## TASK TO CARRY OUT
Take the entries below and print only the lines from the one with "filename src/main.rs" through the one with "digits, rounded half-up.", exactly as they stand, both ends included.

[Stored data]
◆ ◆ ◆ ◆

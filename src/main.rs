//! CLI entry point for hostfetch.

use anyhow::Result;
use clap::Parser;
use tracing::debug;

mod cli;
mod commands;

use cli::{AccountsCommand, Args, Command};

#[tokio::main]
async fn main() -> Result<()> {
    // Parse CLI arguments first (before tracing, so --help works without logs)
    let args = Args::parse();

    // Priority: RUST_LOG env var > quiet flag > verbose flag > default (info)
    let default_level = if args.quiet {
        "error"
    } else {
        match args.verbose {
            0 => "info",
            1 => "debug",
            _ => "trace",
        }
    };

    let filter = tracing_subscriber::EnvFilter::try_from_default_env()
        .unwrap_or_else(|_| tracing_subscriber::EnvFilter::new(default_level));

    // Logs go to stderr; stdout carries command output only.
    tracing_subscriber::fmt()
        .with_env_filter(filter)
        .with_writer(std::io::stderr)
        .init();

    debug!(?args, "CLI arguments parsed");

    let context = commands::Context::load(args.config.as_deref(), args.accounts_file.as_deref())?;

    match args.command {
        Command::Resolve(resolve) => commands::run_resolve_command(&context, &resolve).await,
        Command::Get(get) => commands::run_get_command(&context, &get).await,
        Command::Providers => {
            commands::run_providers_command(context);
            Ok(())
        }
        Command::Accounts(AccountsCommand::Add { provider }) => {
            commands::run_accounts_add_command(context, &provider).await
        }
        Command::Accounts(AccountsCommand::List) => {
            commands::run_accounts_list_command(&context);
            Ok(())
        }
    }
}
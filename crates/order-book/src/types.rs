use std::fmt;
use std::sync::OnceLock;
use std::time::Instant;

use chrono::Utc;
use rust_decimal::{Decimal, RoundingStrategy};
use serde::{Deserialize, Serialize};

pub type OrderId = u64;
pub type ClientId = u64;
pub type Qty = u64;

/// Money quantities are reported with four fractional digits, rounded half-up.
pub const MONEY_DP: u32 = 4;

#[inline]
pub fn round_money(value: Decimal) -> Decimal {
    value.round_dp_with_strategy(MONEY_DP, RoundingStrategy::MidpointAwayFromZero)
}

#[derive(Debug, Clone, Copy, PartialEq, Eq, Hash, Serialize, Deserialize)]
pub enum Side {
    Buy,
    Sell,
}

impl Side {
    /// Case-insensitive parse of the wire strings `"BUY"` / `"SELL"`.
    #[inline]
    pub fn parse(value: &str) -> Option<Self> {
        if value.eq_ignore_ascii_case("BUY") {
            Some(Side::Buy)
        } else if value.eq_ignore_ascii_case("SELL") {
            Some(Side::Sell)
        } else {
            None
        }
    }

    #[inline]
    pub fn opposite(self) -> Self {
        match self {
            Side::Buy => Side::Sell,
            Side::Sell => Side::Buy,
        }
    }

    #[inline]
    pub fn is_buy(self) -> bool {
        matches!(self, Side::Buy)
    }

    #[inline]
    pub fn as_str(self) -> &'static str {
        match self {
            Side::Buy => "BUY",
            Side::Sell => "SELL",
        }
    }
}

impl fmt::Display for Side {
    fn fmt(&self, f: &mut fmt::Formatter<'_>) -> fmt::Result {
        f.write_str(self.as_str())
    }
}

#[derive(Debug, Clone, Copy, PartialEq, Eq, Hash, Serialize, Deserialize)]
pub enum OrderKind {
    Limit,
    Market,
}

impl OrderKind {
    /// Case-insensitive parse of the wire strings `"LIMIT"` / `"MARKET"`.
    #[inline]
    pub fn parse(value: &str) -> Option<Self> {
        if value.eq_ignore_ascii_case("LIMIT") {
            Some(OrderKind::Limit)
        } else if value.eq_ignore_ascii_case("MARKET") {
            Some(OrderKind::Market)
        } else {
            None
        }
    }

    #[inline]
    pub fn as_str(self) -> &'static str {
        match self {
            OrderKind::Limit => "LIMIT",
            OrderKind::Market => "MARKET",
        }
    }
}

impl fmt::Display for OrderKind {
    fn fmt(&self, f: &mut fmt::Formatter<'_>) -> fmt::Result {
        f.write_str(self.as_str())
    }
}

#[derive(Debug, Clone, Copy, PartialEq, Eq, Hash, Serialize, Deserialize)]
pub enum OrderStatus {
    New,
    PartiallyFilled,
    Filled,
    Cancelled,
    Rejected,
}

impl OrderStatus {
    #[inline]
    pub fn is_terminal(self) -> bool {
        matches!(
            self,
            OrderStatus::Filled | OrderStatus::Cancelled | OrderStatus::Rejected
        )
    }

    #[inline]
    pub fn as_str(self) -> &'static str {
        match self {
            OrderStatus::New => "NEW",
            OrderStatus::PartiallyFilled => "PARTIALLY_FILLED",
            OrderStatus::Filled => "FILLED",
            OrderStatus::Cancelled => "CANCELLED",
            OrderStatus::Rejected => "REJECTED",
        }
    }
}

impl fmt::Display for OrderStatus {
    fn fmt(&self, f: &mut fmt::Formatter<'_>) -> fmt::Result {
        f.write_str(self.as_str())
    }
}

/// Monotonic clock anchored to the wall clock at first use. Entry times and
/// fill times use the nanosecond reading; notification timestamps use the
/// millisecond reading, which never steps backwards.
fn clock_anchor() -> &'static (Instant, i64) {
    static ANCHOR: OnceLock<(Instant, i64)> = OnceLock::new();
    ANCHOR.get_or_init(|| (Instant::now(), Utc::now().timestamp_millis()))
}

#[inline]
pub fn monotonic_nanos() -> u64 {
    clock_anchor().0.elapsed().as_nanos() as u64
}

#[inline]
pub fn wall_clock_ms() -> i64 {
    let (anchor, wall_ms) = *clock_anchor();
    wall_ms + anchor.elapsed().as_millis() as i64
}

◆ ◆ ◆ ◆

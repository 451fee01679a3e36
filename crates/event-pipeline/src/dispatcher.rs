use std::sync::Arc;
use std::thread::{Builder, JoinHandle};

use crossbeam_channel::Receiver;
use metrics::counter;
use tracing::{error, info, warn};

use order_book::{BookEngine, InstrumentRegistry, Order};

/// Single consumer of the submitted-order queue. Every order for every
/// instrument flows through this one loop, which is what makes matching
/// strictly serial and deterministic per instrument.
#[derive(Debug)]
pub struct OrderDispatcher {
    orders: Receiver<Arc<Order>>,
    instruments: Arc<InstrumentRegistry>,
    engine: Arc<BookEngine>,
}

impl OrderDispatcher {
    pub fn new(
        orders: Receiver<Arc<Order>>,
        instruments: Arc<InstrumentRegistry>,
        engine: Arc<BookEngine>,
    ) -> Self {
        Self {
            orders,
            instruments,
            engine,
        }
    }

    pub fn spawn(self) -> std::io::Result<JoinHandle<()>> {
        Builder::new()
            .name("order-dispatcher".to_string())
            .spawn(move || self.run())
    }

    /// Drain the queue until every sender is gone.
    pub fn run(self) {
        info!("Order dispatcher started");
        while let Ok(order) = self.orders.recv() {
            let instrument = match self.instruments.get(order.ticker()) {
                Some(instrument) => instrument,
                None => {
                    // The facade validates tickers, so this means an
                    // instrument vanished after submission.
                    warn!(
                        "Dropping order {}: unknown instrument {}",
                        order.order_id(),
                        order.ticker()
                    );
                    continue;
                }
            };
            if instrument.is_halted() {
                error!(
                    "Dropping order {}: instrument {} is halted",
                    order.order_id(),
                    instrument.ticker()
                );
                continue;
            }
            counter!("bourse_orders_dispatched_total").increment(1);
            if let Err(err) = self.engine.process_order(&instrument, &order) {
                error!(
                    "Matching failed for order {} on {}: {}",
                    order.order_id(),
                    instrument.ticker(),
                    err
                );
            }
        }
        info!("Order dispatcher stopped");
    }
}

◆ ◆ ◆ ◆

## WRITTEN SOLUTION
filename src/main.rs
//! CLI entry point for hostfetch.

use anyhow::Result;
use clap::Parser;
use tracing::debug;

mod cli;
mod commands;

use cli::{AccountsCommand, Args, Command};

#[tokio::main]
async fn main() -> Result<()> {
    // Parse CLI arguments first (before tracing, so --help works without logs)
    let args = Args::parse();

    // Priority: RUST_LOG env var > quiet flag > verbose flag > default (info)
    let default_level = if args.quiet {
        "error"
    } else {
        match args.verbose {
            0 => "info",
            1 => "debug",
            _ => "trace",
        }
    };

    let filter = tracing_subscriber::EnvFilter::try_from_default_env()
        .unwrap_or_else(|_| tracing_subscriber::EnvFilter::new(default_level));

    // Logs go to stderr; stdout carries command output only.
    tracing_subscriber::fmt()
        .with_env_filter(filter)
        .with_writer(std::io::stderr)
        .init();

    debug!(?args, "CLI arguments parsed");

    let context = commands::Context::load(args.config.as_deref(), args.accounts_file.as_deref())?;

    match args.command {
        Command::Resolve(resolve) => commands::run_resolve_command(&context, &resolve).await,
        Command::Get(get) => commands::run_get_command(&context, &get).await,
        Command::Providers => {
            commands::run_providers_command(context);
            Ok(())
        }
        Command::Accounts(AccountsCommand::Add { provider }) => {
            commands::run_accounts_add_command(context, &provider).await
        }
        Command::Accounts(AccountsCommand::List) => {
            commands::run_accounts_list_command(&context);
            Ok(())
        }
    }
}
filename crates/order-book/src/types.rs
use std::fmt;
use std::sync::OnceLock;
use std::time::Instant;

use chrono::Utc;
use rust_decimal::{Decimal, RoundingStrategy};
use serde::{Deserialize, Serialize};

pub type OrderId = u64;
pub type ClientId = u64;
pub type Qty = u64;

/// Money quantities are reported with four fractional digits, rounded half-up.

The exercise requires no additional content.